Directions |
From the data, copy out every line in which the word "Some" appears.

Start of Dataset records

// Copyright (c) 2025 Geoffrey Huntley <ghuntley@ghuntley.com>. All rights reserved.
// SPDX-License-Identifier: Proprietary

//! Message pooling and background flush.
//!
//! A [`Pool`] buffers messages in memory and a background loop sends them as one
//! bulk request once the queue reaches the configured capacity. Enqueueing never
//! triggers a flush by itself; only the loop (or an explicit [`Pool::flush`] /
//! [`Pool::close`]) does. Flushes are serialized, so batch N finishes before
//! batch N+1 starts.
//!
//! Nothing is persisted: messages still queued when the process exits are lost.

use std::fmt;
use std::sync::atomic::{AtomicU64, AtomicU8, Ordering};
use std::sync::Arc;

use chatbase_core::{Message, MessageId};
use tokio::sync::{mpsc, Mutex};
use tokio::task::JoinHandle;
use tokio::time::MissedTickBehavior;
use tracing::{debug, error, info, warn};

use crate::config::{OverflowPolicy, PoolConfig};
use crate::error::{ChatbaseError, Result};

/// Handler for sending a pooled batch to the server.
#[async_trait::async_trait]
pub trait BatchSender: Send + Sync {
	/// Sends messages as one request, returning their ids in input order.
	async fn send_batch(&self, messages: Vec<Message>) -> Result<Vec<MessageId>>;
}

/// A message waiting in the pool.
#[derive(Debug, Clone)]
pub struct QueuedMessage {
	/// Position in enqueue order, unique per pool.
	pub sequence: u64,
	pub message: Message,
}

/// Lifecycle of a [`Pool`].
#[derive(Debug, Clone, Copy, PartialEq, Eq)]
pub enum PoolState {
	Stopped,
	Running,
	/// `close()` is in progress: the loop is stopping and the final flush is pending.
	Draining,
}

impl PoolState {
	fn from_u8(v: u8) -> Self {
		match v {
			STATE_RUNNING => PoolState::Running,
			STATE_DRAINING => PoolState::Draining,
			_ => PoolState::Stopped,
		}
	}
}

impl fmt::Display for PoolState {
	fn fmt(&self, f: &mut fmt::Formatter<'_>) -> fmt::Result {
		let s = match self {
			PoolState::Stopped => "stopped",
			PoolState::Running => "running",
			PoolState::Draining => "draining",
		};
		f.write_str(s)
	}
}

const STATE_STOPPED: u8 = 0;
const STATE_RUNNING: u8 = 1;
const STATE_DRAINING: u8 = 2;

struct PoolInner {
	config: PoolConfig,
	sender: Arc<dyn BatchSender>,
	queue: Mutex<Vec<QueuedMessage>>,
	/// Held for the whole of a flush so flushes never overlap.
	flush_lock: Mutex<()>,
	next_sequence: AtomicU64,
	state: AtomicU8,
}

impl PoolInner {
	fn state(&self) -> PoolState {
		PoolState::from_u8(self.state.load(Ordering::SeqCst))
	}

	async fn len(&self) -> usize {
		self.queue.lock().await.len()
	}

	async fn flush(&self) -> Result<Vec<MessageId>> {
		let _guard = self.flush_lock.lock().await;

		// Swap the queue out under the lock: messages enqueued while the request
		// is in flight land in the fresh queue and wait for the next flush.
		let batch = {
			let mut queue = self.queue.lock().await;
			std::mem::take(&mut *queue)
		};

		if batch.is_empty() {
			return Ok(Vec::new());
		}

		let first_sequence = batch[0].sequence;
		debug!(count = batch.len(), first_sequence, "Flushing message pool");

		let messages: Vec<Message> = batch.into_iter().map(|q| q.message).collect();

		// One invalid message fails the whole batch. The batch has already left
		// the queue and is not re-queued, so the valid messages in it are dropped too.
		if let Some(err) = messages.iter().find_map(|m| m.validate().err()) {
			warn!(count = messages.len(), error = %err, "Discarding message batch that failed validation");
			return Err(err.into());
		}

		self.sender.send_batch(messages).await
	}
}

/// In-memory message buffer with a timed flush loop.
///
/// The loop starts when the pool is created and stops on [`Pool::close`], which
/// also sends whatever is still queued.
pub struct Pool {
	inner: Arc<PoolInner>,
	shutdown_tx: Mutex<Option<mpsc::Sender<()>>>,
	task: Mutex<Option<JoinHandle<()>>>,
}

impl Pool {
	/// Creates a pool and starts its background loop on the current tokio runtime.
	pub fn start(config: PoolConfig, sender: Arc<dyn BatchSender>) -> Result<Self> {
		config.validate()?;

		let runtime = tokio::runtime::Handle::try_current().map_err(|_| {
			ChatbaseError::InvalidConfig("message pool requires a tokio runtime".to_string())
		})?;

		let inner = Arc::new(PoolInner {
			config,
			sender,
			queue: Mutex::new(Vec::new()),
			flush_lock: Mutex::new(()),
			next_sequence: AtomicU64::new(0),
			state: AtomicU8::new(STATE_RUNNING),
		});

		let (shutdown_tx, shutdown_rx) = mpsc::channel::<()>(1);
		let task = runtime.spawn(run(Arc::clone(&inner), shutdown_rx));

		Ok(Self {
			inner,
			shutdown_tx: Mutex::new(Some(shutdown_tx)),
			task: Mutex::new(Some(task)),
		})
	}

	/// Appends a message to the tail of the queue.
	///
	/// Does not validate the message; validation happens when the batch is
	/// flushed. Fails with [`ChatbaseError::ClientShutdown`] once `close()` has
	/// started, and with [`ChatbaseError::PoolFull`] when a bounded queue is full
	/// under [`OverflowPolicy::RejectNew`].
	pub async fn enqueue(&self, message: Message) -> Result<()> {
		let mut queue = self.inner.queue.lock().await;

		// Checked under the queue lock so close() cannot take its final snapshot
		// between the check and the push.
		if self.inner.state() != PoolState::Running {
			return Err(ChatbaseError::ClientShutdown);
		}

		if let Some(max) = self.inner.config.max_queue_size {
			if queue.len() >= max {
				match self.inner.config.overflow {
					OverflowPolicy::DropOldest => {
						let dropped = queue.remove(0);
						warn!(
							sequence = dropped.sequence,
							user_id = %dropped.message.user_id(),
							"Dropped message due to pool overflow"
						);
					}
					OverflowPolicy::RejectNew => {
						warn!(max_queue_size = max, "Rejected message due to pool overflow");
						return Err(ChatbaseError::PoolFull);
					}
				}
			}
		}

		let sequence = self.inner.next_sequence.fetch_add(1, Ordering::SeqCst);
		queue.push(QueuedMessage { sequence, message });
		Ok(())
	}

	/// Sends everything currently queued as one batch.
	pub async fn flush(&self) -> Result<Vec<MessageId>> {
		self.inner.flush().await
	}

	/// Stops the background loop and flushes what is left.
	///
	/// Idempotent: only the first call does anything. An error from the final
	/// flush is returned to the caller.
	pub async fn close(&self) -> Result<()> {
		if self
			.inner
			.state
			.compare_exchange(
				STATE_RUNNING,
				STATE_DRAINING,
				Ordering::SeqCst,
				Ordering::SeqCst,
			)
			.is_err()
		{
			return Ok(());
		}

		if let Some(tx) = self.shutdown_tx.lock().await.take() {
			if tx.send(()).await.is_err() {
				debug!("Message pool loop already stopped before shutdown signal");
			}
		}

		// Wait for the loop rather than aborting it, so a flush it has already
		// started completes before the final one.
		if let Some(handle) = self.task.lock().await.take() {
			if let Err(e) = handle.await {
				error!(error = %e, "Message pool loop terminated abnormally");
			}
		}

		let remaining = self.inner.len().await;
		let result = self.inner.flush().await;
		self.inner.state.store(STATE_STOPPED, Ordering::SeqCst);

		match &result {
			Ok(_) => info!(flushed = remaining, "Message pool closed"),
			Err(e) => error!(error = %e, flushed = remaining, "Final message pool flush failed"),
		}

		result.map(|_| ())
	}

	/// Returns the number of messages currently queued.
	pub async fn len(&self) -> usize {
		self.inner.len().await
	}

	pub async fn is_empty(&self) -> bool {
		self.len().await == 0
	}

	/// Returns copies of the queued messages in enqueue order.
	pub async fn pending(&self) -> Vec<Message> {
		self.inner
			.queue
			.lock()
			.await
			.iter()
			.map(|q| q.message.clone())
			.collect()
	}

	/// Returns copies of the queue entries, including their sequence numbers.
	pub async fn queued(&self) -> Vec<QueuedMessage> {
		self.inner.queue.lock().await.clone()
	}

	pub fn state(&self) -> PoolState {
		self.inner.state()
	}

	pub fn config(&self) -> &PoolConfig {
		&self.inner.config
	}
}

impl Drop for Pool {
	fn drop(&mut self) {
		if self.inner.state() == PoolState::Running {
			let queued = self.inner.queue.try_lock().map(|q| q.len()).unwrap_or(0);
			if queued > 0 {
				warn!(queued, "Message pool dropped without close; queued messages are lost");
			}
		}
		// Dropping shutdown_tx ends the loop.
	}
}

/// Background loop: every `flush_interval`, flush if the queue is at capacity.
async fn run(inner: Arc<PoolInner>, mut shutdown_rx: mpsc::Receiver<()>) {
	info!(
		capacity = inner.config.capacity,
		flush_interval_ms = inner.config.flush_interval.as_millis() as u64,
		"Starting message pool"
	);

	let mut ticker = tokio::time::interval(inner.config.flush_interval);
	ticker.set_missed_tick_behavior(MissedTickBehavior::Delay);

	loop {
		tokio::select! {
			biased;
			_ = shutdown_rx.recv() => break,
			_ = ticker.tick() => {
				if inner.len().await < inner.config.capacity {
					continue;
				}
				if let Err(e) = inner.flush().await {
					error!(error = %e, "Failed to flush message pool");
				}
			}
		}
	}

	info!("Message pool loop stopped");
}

End of Dataset records

Exercise response |
		if let Some(err) = messages.iter().find_map(|m| m.validate().err()) {
			shutdown_tx: Mutex::new(Some(shutdown_tx)),
			task: Mutex::new(Some(task)),
		if let Some(max) = self.inner.config.max_queue_size {
		if let Some(tx) = self.shutdown_tx.lock().await.take() {
		if let Some(handle) = self.task.lock().await.take() {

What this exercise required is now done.